Angry Birds site defaced with 'spying birds' spoof after NSA revelation

This article is more than 10 years old

Games developer Rovio confirms that its Angry Birds site was hacked in protest at claims the NSA has been accessing users' data

The Angry Birds site was defaced by hackers, the company behind the game has confirmed, after revelations that America's National Security Agency and the UK's GCHQ have been targeting the site's “leaky” user data.

An image employing the NSA logo and a “spying birds” caption replaced the official Angry Birds website for a brief time on Tuesday.

The hack was in response to the revelation that the Angry Birds apps, among others, were leaking personal data via advertising networks on which the UK and US intelligence agencies were spying.

The hack was first spotted by Finland’s Helsingin Sanomat, and quickly corrected by developer Rovio.

"The defacement was caught in minutes and corrected immediately," said Rovio’s vice president of marketing Saara Bergström to IDG. "The end user data was in no risk at any point."

The Syrian Electronic Army described the attack as being carried out by a “friend” of the notorious hacker group on Twitter.

The attack was by "Anti-NSA" Hacker, He sent an email to our official email with the link of the hacked website.

— SyrianElectronicArmy (@Official_SEA16) January 28, 2014

Changing the DNS record can misdirect all the traffic that relies on it

The hackers appear to have compromised the domain name registrar of the Angry Birds site and changed the DNS records to point to the hackers server, rather than the official Angry Birds site.

DNS records, or domain name servers, provide a routing lookup for the internet: they tell computers where to find servers or other computers. Changing the DNS record can misdirect all the traffic that relies on it, and because changes in DNS records propagate around the internet between the servers, their effects can last for days – even after the original change has been undone – or not appear for most users if they are discovered quickly.

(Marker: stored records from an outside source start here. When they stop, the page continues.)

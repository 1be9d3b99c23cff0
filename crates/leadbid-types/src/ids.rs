//! Globally unique identifiers used throughout Leadbid.
//!
//! Listing, escrow and account IDs use UUIDv7 for time-ordered sorting.
//! Escrows created by an auction or buy-now derive their ID from the
//! listing so that a listing can own at most one settlement escrow.

use std::fmt;

use serde::{Deserialize, Serialize};
use uuid::Uuid;

// ---------------------------------------------------------------------------
// ListingId
// ---------------------------------------------------------------------------

/// Unique identifier for a sale offer.
#[derive(Debug, Clone, Copy, PartialEq, Eq, Hash, Ord, PartialOrd, Serialize, Deserialize)]
pub struct ListingId(pub Uuid);

impl ListingId {
    #[must_use]
    pub fn new() -> Self {
        Self(Uuid::now_v7())
    }

    #[must_use]
    pub fn from_bytes(bytes: [u8; 16]) -> Self {
        Self(Uuid::from_bytes(bytes))
    }
}

impl Default for ListingId {
    fn default() -> Self {
        Self::new()
    }
}

impl fmt::Display for ListingId {
    fn fmt(&self, f: &mut fmt::Formatter<'_>) -> fmt::Result {
        write!(f, "lst:{}", self.0)
    }
}

// ---------------------------------------------------------------------------
// AccountId
// ---------------------------------------------------------------------------

/// A participant: seller, bidder, adjudicator, fee recipient or custodian.
#[derive(Debug, Clone, Copy, PartialEq, Eq, Hash, Ord, PartialOrd, Serialize, Deserialize)]
pub struct AccountId(pub Uuid);

impl AccountId {
    #[must_use]
    pub fn new() -> Self {
        Self(Uuid::now_v7())
    }

    #[must_use]
    pub fn from_bytes(bytes: [u8; 16]) -> Self {
        Self(Uuid::from_bytes(bytes))
    }
}

impl Default for AccountId {
    fn default() -> Self {
        Self::new()
    }
}

impl fmt::Display for AccountId {
    fn fmt(&self, f: &mut fmt::Formatter<'_>) -> fmt::Result {
        write!(f, "{}", self.0)
    }
}

// ---------------------------------------------------------------------------
// EscrowId
// ---------------------------------------------------------------------------

/// Unique identifier for an escrow holding.
#[derive(Debug, Clone, Copy, PartialEq, Eq, Hash, Ord, PartialOrd, Serialize, Deserialize)]
pub struct EscrowId(pub Uuid);

impl EscrowId {
    #[must_use]
    pub fn new() -> Self {
        Self(Uuid::now_v7())
    }

    /// Deterministic `EscrowId` for the settlement escrow of a listing.
    ///
    /// Resolving or buying a listing always yields the same escrow ID, so a
    /// second settlement attempt collides with the first instead of minting
    /// a parallel holding.
    #[must_use]
    pub fn for_listing(listing_id: ListingId) -> Self {
        use sha2::{Digest, Sha256};
        let mut hasher = Sha256::new();
        hasher.update(b"leadbid:escrow_id:v1:");
        hasher.update(listing_id.0.as_bytes());
        let hash = hasher.finalize();
        let mut bytes = [0u8; 16];
        bytes.copy_from_slice(&hash[..16]);
        Self(Uuid::from_bytes(bytes))
    }
}

impl Default for EscrowId {
    fn default() -> Self {
        Self::new()
    }
}

impl fmt::Display for EscrowId {
    fn fmt(&self, f: &mut fmt::Formatter<'_>) -> fmt::Result {
        write!(f, "esc:{}", self.0)
    }
}

// ---------------------------------------------------------------------------
// AssetRef
// ---------------------------------------------------------------------------

/// Opaque handle to the traded lead record in the external asset registry.
#[derive(Debug, Clone, PartialEq, Eq, Hash, Ord, PartialOrd, Serialize, Deserialize)]
pub struct AssetRef(pub String);

impl AssetRef {
    #[must_use]
    pub fn new(handle: impl Into<String>) -> Self {
        Self(handle.into())
    }

    #[must_use]
    pub fn as_str(&self) -> &str {
        &self.0
    }
}

impl fmt::Display for AssetRef {
    fn fmt(&self, f: &mut fmt::Formatter<'_>) -> fmt::Result {
        write!(f, "asset:{}", self.0)
    }
}

// ---------------------------------------------------------------------------
// Tests
// ---------------------------------------------------------------------------

#[cfg(test)]
mod tests {
    use super::*;

    #[test]
    fn listing_id_uniqueness() {
        let a = ListingId::new();
        let b = ListingId::new();
        assert_ne!(a, b);
    }

    #[test]
    fn listing_id_ordering() {
        let a = ListingId::new();
        let b = ListingId::new();
        assert!(a < b);
    }

    #[test]
    fn escrow_id_for_listing_is_deterministic() {
        let listing = ListingId::from_bytes([7; 16]);
        assert_eq!(EscrowId::for_listing(listing), EscrowId::for_listing(listing));
        let other = ListingId::from_bytes([8; 16]);
        assert_ne!(EscrowId::for_listing(listing), EscrowId::for_listing(other));
    }

    #[test]
    fn display_prefixes() {
        let listing = ListingId::from_bytes([1; 16]);
        assert!(listing.to_string().starts_with("lst:"));
        assert!(EscrowId::for_listing(listing).to_string().starts_with("esc:"));
        assert_eq!(AssetRef::new("lead-42").to_string(), "asset:lead-42");
    }

    #[test]
    fn serde_roundtrips() {
        let lid = ListingId::new();
        let json = serde_json::to_string(&lid).unwrap();
        let back: ListingId = serde_json::from_str(&json).unwrap();
        assert_eq!(lid, back);

        let asset = AssetRef::new("lead-1");
        let json = serde_json::to_string(&asset).unwrap();
        let back: AssetRef = serde_json::from_str(&json).unwrap();
        assert_eq!(asset, back);
    }
}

Twitter and the New York Times were recently targeted by a similar attack, as well as Google Malaysia and WhatsApp, AVG and Avira, showing that this type of rerouting compromise is becoming increasingly popular. Part of the reason for the growth in these kind of attacks is that improved security is making it harder to directly attack company servers that host websites.

“We do not collaborate, collude, or share data with spy agencies anywhere in the world,” said Mikael Hed, chief executive of Angry Birds developer Rovio Entertainment.

“In order to protect our end users, we will, like all other companies using third-party advertising networks, have to re-evaluate working with these networks if they are being used for spying purposes,” Hed said.